- Location: Dedham, Massachusetts
- Distance: 10 km (6.2 mi)
- Established: 1984
- Participants: 2,000

= James Joyce Ramble =

10-km race in Dedham, Massachusetts, US

The James Joyce Ramble is a 10-kilometer race held in Dedham, Massachusetts, a suburb of Boston. The race is held each year in April, following soon after the Boston Marathon.
The race is named for Irish writer James Joyce, and actors are hired to recite the works of Joyce along the course as runners and walkers pass by. The race now draws over 2,000 runners each year, many of whom stick around the Boston area after the Boston Marathon.

==History==
The race was created in 1984, by founder Martin Casimir Hanley of Dedham. At the time, he was reading Joyce's comic novel Finnegans Wake and found the book as difficult as running a road race. The first race was held on March 26, 1984, with a total of 244 runners. Starting in 1989, the race began to have a human rights focus as well, raising money for a different human rights charity each year.

==Course==
The 10K race loops around Dedham. The race starts and finishes at the Endicott Estate. Participants venture down High Street and Highland Street as they approach Noble and Greenough School. The runners then soon encounter Dedham Square, the home to many local businesses, the Dedham Historical Society, and the Norfolk Superior Court. The participants then pass the Fairbanks House on the corner of Whiting Avenue and East Street. Built in 1637 this house is the oldest wood-framed house still standing in North America. Turning on to East Street, top runners will return to the Endicott Estate to cross the finish line approximately a half-hour after the start of the race.

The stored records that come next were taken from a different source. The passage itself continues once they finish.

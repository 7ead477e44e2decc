//! Log writer module
//!
//! Provides thread-safe log writing to files or stdout/stderr.
//! Targets are fixed at startup; there is no runtime reconfiguration.

use std::fs::{File, OpenOptions};
use std::io::{self, Write};
use std::path::Path;
use std::sync::{Mutex, OnceLock};

/// Global log writer instance
static LOG_WRITER: OnceLock<LogWriter> = OnceLock::new();

/// Log output target
enum LogTarget {
    /// Write to stdout
    Stdout,
    /// Write to stderr
    Stderr,
    /// Write to file
    File(Mutex<File>),
}

/// Thread-safe log writer
pub struct LogWriter {
    /// Access log target
    access: LogTarget,
    /// Error log target
    error: LogTarget,
}

impl LogWriter {
    /// Create a new log writer with optional file paths
    fn new(access_log_file: Option<&str>, error_log_file: Option<&str>) -> io::Result<Self> {
        let access = match access_log_file {
            Some(path) => {
                let file = open_log_file(path)?;
                LogTarget::File(Mutex::new(file))
            }
            None => LogTarget::Stdout,
        };

        let error = match error_log_file {
            Some(path) => {
                let file = open_log_file(path)?;
                LogTarget::File(Mutex::new(file))
            }
            None => LogTarget::Stderr,
        };

        Ok(Self { access, error })
    }

    /// Write to access log
    pub fn write_access(&self, message: &str) {
        write_to_target(&self.access, message);
    }

    /// Write to error log
    pub fn write_error(&self, message: &str) {
        write_to_target(&self.error, message);
    }

    /// Write info message (to access log target)
    pub fn write_info(&self, message: &str) {
        write_to_target(&self.access, message);
    }
}

/// Open or create a log file for appending
fn open_log_file(path: &str) -> io::Result<File> {
    // Create parent directories if they don't exist
    if let Some(parent) = Path::new(path).parent() {
        if !parent.as_os_str().is_empty() {
            std::fs::create_dir_all(parent)?;
        }
    }

    OpenOptions::new().create(true).append(true).open(path)
}

/// Write message to log target
fn write_to_target(target: &LogTarget, message: &str) {
    match target {
        LogTarget::Stdout => {
            println!("{message}");
        }
        LogTarget::Stderr => {
            eprintln!("{message}");
        }
        LogTarget::File(file) => {
            if let Ok(mut f) = file.lock() {
                let _ = writeln!(f, "{message}");
            }
        }
    }
}

/// Initialize the global log writer
///
/// This should be called once at application startup.
/// Returns error if log files cannot be opened.
pub fn init(access_log_file: Option<&str>, error_log_file: Option<&str>) -> io::Result<()> {
    let writer = LogWriter::new(access_log_file, error_log_file)?;
    LOG_WRITER.set(writer).map_err(|_| {
        io::Error::new(
            io::ErrorKind::AlreadyExists,
            "Log writer already initialized",
        )
    })
}

/// Get the global log writer
///
/// Panics if `init()` has not been called.
pub fn get() -> &'static LogWriter {
    LOG_WRITER
        .get()
        .expect("Log writer not initialized. Call logger::writer::init() first.")
}

/// Check if the log writer has been initialized
pub fn is_initialized() -> bool {
    LOG_WRITER.get().is_some()
}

==Joyce readings along the course==
Costumed actors read James Joyce works along the racecourse. When the race was initiated in the 1980s, there was approximately one reader per mile. Now, there are as many as 35 readers each year, spread out along the course. Six Joycean works have been selected, and the story being told changes each of the six miles of the race. The works, in the order in which they are read are: Finnegans Wake, Ulysses, A Portrait of the Artist as a Young Man, Exiles, Dubliners, and "The Dead".

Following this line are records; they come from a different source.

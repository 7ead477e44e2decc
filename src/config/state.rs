// Application state module
// Immutable state shared across connections

use crate::api::agents::{self, AgentRecord};

use super::types::Config;

/// Application state
///
/// Built once at startup and shared behind an `Arc`. Nothing in here changes
/// after boot, so handlers read it without locks.
pub struct AppState {
    pub config: Config,
    /// Built-in agent catalog served by the agents endpoint
    pub agents: Vec<AgentRecord>,
}

impl AppState {
    pub fn new(config: Config) -> Self {
        Self {
            agents: agents::builtin_agents(),
            config,
        }
    }
}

In 2014, to celebrate the 100th anniversary of the publishing of Dubliners, three dozen actors read from the book.

==Related events==
===Take A Walk===
In conjunction with the James Joyce Ramble, there is an event called “Take a Walk” to benefit the Dana Farber Cancer Institute. The walk has the same starting line as the race (Endicott Estate) and participants collect pledges for the cancer institute. Top fundraising participants receive gift certificates to local merchants.

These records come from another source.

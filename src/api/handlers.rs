// Platform API handlers module

use http_body_util::Full;
use hyper::body::Bytes;
use hyper::{Response, StatusCode};
use serde::Serialize;

use super::agents::AgentRecord;
use super::response::json_response;
use crate::config::AppState;

/// Environment variable holding the Solana RPC API key
const API_KEY_ENV: &str = "SOLANA_RPC_API_KEY";
/// Environment variable holding a custom RPC endpoint URL
const CUSTOM_RPC_ENV: &str = "INSTANT_NODES_RPC_URL";

/// Timestamp layout used across the API; millis are pinned to zero
const TIMESTAMP_FORMAT: &str = "%Y-%m-%dT%H:%M:%S.000Z";

#[derive(Serialize)]
struct HealthResponse {
    status: &'static str,
    message: &'static str,
}

#[derive(Serialize)]
#[serde(rename_all = "camelCase")]
struct SolanaStatus {
    status: &'static str,
    custom_rpc: bool,
    api_key: bool,
    network: String,
    timestamp: String,
}

/// Liveness check for the platform
pub fn handle_health(is_head: bool) -> Response<Full<Bytes>> {
    let health = HealthResponse {
        status: "ok",
        message: "Solana Trading Platform server is running",
    };
    json_response(StatusCode::OK, &health, is_head)
}

/// Solana connection status
pub fn handle_solana_status(state: &AppState, is_head: bool) -> Response<Full<Bytes>> {
    let has_api_key = std::env::var_os(API_KEY_ENV).is_some();
    let has_custom_rpc = std::env::var_os(CUSTOM_RPC_ENV).is_some();

    let status = SolanaStatus {
        status: "operational",
        custom_rpc: has_custom_rpc,
        // With assume_api_key set (the default) this is always true, matching
        // what the deployed front-end expects from the demo environment.
        api_key: has_api_key || state.config.solana.assume_api_key,
        network: state.config.solana.network.clone(),
        timestamp: utc_timestamp(),
    };
    json_response(StatusCode::OK, &status, is_head)
}

/// Agent catalog, stamped with the current time
pub fn handle_agents(state: &AppState, is_head: bool) -> Response<Full<Bytes>> {
    let now = utc_timestamp();
    let agents: Vec<AgentRecord> = state.agents.iter().map(|a| a.stamped(&now)).collect();
    json_response(StatusCode::OK, &agents, is_head)
}

/// Current UTC time in the platform's timestamp layout
fn utc_timestamp() -> String {
    chrono::Utc::now().format(TIMESTAMP_FORMAT).to_string()
}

===The North Star Children’s Ramble===
A literary-themed race for children ages 4–12 on the same day as the James Joyce Ramble, which is named after Dedham resident and best-selling children's book author/illustrator Peter H. Reynolds. The race is held at the Endicott Estate, with short dashes for younger children, and laps around the perimeter of the estate for older children. Originally overseen by the Dedham Youth Commission, the race is now run by the non-profit Reynolds Center for Teaching, Learning & Creativity. Each participant receives a goody bag, with a variety of items, including a book.

===Post-race===
After the race, there is an awards ceremony complete with winner recognition, prize money (varying each year), and refreshments. There are often local musicians performing after the race as well.

==Sponsors==
Annual sponsors of the event have included Subaru of New England, Dedham Savings Bank, FableVision, Harpoon Brewery, National Amusements, and The Norfolk & Dedham Group.

==Philanthropies the race supports==
Since 1989, part of the James Joyce Ramble's mission has been the protection of human rights. Organizers have supported such controversial writers as Václav Havel, Xu Wenli, Burma's Aung San Suu Kyi, and many others. Since the start of the Iraq War, the Ramble has turned their human rights focus to the support of journalists, including the late Daniel Pearl of The Wall Street Journal and Jill Carroll of the Christian Science Monitor. The organizers of the James Joyce Ramble have made great strides to help protect the First Amendment rights of journalists all over the world. Besides fighting for human rights, all the financial proceeds from the race, Take a Walk and the Children's Ramble are donated to the Dana Farber Cancer Institute.

==National status==
Commemorating its 30th year, the James Joyce Ramble in 2013, 2014, 2015, 2016 and 2017 was the host for the USA Track & Field National Masters 10K Championship.